And What You Can Do About It
Brett Friedman

Making a good ad is hard. You need to produce an image/word combo that takes an uninterested, possibly anti-ad media consumer from unaware of your company to grabbing their wallet for payment in minutes, if not seconds. Not to mention, you have a budget, a timeline, and a goal often set by a board, investors, or teammates with unrelentingly high expectations.

We asked twenty advertisers where they struggled in their ad creation processes and highlighted ten of their responses to get closer to the core of this problem.

Chane Steiner
, CEO, Crediful

"In my opinion the hardest part is getting the copy just right. You need it to grab the attention of the reader, to make them identify with what it describes, and motivate them to click through to the site."

Sean Nguyen, Director, Internet Advisor

"The number one challenge to making an ad: Besides the production challenges that come with making your own ad, probably the most difficult thing to do is to come across as authentic. Until you make a few ads, you have no idea how things such as lighting, camera angle, zoom, etc. affect the impression people get after watching your ad. My advice is to try and keep things simple in the beginning to avoid coming off as cheesy or insincere. Then, as you get better at making ads, you can adopt some more advanced filmmaking techniques and create ads without sacrificing the authenticity you need to connect with your audience and inspire action."
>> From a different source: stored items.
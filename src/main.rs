//! # Portal Integrations Entry Point
//!
//! `serve` (the default) runs the admin API with its background worker and
//! scheduler. The other subcommands are one-shot operator tools.

use anyhow::Context;
use clap::{Parser, Subcommand};
use portal_integrations::{
    config::{AppConfig, ConfigLoader},
    db,
    server::{build_runtime, run_server},
    telemetry,
};

#[derive(Parser)]
#[command(name = "portal-integrations")]
#[command(about = "Integration manager for the portal backend")]
#[command(version)]
struct Cli {
    #[command(subcommand)]
    command: Option<Command>,
}

#[derive(Subcommand)]
enum Command {
    /// Run the admin API, sync worker and maintenance scheduler
    Serve,
    /// Apply pending database migrations and exit
    Migrate,
    /// Run every maintenance task once and print the report
    Maintenance,
    /// Print the system health dashboard
    Health,
    /// Print the effective configuration with secrets redacted
    Config,
}

#[tokio::main]
async fn main() -> anyhow::Result<()> {
    let cli = Cli::parse();

    // Load and validate configuration from layered env files and variables
    let config = ConfigLoader::new().load().context("loading configuration")?;
    telemetry::init_tracing(&config)?;

    match cli.command.unwrap_or(Command::Serve) {
        Command::Serve => {
            tracing::info!(profile = %config.profile, "Loaded configuration");
            let db = db::init_pool(&config).await?;
            run_server(config, db).await
        }
        Command::Migrate => {
            let db = db::init_pool(&config).await?;
            let applied = db::run_migrations(&db).await?;
            println!("Applied {applied} migration(s)");
            Ok(())
        }
        Command::Maintenance => {
            let manager = one_shot_manager(&config).await?;
            let report = manager.run_maintenance_tasks().await;
            println!("{}", serde_json::to_string_pretty(&report)?);
            if report.tasks_failed.is_empty() {
                Ok(())
            } else {
                anyhow::bail!("{} maintenance task(s) failed", report.tasks_failed.len())
            }
        }
        Command::Health => {
            let manager = one_shot_manager(&config).await?;
            let dashboard = manager.system_health_dashboard().await?;
            println!("{}", serde_json::to_string_pretty(&dashboard)?);
            Ok(())
        }
        Command::Config => {
            println!("{}", config.redacted_json()?);
            Ok(())
        }
    }
}

async fn one_shot_manager(
    config: &AppConfig,
) -> anyhow::Result<std::sync::Arc<portal_integrations::manager::IntegrationManager>> {
    let db = db::connect_and_migrate(config).await?;
    let (manager, _worker) = build_runtime(config, db)?;
    Ok(manager)
}
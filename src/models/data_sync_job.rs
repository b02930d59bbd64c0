//! DataSyncJob entity model
//!
//! SeaORM entity for the data_sync_jobs table: one import, export, sync or
//! backup run against a registered integration, with its progress counters.

use super::system_integration::Entity as SystemIntegration;
use sea_orm::ActiveModelBehavior;
use sea_orm::entity::prelude::*;
use sea_orm::prelude::DateTimeWithTimeZone;
use uuid::Uuid;

#[derive(Clone, Debug, PartialEq, Eq, DeriveEntityModel)]
#[sea_orm(table_name = "data_sync_jobs")]
pub struct Model {
    #[sea_orm(primary_key, auto_increment = false)]
    pub id: Uuid,

    /// Integration this job runs against
    pub integration_id: Uuid,

    /// One of import, export, sync, backup
    pub job_type: String,

    /// One of pending, running, completed, failed
    pub status: String,

    /// 0..=100, non-decreasing while the job runs
    pub progress_percentage: i32,

    pub records_processed: i64,

    pub total_records: i64,

    pub error_message: Option<String>,

    pub started_at: Option<DateTimeWithTimeZone>,

    /// Set on both terminal transitions (completed and failed)
    pub completed_at: Option<DateTimeWithTimeZone>,

    pub created_at: DateTimeWithTimeZone,
}

#[derive(Copy, Clone, Debug, EnumIter, DeriveRelation)]
pub enum Relation {
    #[sea_orm(
        belongs_to = "SystemIntegration",
        from = "Column::IntegrationId",
        to = "super::system_integration::Column::Id"
    )]
    SystemIntegration,
}

impl Related<SystemIntegration> for Entity {
    fn to() -> RelationDef {
        Relation::SystemIntegration.def()
    }
}

impl ActiveModelBehavior for ActiveModel {}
Julie Bonner, Marketing Director, FreeFall Aerospace

"I find that the hardest thing when creating an ad is developing concise messaging that is intriguing enough for your audience to act on."

Zach Boyette, Founder, Galactic Fed

"The biggest challenge about making ads is combining the best practices for creating ads, with something that is truly unique. Especially on social channels like Facebook and Instagram, the BEST performing ads out there are funny, clever, and genuinely interesting with a specific point of view and clear concept. But all of the blogs and how-to articles about creating ads just focus on using the right colors, text, or imagery. You’re competing with thousands of other ads that the user will see in a single day, so you need to do more than choose the right font to be memorable."

Morgan Taylor, Chief Marketing Officer, LetMeBank

"I find the biggest challenge isn’t anything technical, it’s getting that spark of an idea that can become a great campaign."

Krista Ek, Paid Social Media Specialist, Stryde

"I think my biggest challenge when building an ad is how much information to provide in the ad itself. I don't want to overwhelm the viewer with too much information that they don't need or care about at that moment, but I don't want to miss an opportunity to answer a question or solve a problem that they might have.

It's tricky to find the balance between keeping the ad simple and digestible, while also providing value to the viewer.

You can't put everything in the ad creative because then it's often unpleasant to look at or hard to understand, but you can't always put everything in the ad copy because a lot of people don't really read it (and they especially won't read it if the creative doesn't peak their interest)."

Jessica Rose, CEO, Copper H2O

"For us, the hardest part about creating ads is knowing what will resonate with our audience. This requires making decisions about what will motivate consumers and what will help differentiate our offering from others.

Quincy Smith, Founder, ESL Authority

"Making it look good - I can usually get the title and copy to body to read well with help from my team (or by looking at competitors) but the design aspect is really hard for us.  We don’t have a designer on staff and for platforms like Facebook that require something super visual it’s hard to justify the time to make it look professional OR determine when it’s worth paying our designer.  Even copying other ads only gets you so far as it needs to be on brand and related to YOUR message."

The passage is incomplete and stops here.